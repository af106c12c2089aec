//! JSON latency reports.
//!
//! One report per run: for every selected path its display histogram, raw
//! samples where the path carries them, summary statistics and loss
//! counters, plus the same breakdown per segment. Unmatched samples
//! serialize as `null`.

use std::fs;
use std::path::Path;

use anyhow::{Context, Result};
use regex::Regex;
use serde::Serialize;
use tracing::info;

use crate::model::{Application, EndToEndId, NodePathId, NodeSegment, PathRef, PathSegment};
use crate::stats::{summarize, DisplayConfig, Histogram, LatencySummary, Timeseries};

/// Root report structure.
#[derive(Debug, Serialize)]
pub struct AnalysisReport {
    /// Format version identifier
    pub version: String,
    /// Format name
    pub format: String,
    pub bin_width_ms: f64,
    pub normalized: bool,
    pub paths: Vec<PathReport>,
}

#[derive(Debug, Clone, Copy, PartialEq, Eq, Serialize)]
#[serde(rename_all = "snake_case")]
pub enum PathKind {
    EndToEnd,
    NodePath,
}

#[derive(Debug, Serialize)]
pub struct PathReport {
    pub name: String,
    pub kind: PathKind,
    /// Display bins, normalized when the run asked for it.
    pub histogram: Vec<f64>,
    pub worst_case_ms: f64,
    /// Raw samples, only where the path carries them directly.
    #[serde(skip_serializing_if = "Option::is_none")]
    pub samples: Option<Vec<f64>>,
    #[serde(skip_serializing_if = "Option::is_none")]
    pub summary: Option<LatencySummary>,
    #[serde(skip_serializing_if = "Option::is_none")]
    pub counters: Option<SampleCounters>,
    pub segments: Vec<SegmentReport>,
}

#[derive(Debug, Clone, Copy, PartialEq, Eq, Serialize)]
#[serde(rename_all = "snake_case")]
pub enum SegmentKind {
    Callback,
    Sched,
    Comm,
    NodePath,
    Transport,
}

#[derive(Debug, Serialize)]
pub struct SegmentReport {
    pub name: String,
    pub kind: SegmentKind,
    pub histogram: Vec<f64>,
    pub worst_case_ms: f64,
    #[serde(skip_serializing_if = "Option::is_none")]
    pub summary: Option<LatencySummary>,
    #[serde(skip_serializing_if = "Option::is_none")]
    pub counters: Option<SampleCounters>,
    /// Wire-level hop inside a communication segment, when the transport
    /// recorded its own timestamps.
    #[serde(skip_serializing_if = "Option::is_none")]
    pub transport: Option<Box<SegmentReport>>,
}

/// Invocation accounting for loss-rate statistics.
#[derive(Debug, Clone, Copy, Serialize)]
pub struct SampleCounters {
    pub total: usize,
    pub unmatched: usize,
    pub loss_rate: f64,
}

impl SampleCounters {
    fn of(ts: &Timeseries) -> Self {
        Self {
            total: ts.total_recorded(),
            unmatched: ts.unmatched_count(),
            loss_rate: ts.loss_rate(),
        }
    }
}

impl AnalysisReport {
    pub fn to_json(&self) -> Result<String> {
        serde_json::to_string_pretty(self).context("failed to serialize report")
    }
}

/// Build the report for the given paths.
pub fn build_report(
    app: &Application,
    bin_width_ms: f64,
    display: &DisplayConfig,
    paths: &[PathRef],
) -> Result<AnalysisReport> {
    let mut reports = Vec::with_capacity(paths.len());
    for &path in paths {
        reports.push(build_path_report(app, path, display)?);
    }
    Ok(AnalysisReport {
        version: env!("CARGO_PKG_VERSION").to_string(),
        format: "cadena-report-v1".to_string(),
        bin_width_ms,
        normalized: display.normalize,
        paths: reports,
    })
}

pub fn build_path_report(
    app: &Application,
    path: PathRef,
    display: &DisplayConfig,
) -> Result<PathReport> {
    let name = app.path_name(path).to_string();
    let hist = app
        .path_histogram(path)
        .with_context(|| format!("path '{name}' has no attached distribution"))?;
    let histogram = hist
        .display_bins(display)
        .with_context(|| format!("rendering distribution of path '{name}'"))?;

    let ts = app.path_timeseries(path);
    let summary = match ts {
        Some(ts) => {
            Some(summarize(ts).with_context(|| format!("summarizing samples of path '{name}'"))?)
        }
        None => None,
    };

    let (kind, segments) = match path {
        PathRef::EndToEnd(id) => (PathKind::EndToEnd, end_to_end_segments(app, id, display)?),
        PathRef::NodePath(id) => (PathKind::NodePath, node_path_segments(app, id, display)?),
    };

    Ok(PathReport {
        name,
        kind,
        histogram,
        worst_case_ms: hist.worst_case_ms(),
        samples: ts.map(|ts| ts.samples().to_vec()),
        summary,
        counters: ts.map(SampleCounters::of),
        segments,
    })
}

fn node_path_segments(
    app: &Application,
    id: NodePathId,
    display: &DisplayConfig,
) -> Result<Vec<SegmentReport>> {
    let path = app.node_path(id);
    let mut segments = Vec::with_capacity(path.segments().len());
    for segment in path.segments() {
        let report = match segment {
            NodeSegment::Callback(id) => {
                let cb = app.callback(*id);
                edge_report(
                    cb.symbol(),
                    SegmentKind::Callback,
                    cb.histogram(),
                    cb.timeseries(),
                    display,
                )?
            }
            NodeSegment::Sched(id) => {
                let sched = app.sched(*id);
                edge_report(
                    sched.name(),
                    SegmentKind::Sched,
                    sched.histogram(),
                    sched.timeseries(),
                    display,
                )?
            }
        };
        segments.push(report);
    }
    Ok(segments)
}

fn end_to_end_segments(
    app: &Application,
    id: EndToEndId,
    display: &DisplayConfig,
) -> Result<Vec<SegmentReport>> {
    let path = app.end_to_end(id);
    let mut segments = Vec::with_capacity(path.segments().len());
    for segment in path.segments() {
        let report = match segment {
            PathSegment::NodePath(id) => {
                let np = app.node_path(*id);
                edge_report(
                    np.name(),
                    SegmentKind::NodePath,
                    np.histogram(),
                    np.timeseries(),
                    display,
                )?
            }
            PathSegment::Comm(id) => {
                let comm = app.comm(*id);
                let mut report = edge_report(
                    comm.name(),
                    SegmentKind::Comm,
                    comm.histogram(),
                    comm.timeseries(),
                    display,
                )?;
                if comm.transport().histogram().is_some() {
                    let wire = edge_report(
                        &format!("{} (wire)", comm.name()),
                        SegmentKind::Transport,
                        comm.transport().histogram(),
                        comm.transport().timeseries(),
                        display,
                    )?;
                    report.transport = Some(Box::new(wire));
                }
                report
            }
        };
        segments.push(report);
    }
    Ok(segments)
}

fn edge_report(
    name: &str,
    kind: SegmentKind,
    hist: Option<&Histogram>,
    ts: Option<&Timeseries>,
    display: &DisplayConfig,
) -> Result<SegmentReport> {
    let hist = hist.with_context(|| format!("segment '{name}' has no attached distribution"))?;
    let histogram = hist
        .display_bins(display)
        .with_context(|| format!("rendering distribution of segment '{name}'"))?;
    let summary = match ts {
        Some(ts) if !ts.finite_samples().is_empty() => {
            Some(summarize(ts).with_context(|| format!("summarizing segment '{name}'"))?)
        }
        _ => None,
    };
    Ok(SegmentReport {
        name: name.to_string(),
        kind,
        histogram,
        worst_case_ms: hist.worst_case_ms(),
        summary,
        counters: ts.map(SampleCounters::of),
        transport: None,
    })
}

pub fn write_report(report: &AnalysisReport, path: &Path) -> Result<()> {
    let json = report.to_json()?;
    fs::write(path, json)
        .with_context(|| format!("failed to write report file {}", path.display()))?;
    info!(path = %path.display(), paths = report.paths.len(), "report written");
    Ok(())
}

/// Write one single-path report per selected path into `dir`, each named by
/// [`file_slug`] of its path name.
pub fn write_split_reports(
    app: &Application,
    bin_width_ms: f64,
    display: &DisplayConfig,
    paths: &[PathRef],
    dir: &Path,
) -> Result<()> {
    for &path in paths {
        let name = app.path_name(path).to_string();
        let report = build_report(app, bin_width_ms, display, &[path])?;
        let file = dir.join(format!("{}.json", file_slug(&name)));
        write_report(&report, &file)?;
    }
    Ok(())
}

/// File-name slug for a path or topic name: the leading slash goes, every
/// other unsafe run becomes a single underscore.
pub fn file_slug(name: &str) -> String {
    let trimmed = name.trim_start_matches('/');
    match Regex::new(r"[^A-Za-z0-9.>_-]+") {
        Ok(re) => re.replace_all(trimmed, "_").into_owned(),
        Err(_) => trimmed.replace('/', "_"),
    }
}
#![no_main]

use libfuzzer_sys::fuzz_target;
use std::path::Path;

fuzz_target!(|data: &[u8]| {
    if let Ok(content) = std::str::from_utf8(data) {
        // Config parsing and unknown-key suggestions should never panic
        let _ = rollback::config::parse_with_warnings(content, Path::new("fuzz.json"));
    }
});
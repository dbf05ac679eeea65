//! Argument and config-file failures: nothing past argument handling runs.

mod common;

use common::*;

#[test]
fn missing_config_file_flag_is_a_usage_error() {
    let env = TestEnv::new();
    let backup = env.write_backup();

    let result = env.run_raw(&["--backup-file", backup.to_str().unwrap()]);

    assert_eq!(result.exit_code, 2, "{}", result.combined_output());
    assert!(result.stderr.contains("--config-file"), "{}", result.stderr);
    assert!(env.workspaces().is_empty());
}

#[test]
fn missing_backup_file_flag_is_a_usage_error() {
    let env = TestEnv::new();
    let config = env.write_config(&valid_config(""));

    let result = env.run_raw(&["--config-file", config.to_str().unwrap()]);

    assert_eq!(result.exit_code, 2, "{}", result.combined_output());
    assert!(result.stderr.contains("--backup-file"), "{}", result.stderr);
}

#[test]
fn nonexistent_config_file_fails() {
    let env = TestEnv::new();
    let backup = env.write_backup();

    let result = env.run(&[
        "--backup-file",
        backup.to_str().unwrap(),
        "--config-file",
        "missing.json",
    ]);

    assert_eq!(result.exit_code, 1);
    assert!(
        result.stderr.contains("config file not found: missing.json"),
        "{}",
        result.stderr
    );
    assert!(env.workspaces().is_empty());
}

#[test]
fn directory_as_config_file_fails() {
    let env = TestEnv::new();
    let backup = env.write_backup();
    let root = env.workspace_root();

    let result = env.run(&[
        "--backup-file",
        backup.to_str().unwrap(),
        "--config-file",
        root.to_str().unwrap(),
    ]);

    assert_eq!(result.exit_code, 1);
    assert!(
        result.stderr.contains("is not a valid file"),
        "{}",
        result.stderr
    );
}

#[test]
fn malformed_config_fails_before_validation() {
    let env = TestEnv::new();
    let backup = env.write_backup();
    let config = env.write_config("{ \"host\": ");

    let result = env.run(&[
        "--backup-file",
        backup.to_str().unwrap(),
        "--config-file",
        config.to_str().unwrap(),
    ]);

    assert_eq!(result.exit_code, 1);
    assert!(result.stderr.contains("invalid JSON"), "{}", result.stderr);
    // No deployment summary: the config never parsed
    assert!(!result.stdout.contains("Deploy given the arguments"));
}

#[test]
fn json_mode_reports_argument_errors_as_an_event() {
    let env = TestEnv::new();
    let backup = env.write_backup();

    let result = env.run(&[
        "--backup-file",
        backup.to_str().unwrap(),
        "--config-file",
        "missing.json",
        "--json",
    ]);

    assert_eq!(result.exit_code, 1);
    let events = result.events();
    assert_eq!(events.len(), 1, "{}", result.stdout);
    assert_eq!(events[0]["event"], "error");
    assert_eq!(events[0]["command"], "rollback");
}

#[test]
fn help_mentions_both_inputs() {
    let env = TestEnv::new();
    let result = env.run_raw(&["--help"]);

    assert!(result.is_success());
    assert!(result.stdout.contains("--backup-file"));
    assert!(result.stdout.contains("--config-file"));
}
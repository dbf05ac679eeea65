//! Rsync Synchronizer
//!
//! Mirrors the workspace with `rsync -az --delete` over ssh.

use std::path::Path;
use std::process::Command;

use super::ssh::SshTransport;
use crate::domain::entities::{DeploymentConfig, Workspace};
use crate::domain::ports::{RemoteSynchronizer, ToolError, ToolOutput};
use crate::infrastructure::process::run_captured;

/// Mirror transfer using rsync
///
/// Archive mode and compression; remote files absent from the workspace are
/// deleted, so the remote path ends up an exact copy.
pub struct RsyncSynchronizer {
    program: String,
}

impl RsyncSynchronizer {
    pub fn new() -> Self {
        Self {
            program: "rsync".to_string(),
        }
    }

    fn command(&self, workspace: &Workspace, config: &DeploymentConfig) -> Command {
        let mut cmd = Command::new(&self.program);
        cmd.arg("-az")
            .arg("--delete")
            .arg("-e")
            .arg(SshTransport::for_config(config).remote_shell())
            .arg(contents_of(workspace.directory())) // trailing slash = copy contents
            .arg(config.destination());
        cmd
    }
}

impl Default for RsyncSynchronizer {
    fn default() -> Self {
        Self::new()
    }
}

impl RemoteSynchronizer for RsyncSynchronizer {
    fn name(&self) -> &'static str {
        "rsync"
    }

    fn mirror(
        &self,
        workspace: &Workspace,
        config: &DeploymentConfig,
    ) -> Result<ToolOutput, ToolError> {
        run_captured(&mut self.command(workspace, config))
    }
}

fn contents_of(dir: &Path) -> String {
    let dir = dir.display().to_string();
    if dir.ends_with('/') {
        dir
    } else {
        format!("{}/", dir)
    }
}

WHAT TO WORK ON:
Go line by line through the records above and copy each one containing "EndToEndId".

ANSWER:
use crate::model::{Application, EndToEndId, NodePathId, NodeSegment, PathRef, PathSegment};
    id: EndToEndId,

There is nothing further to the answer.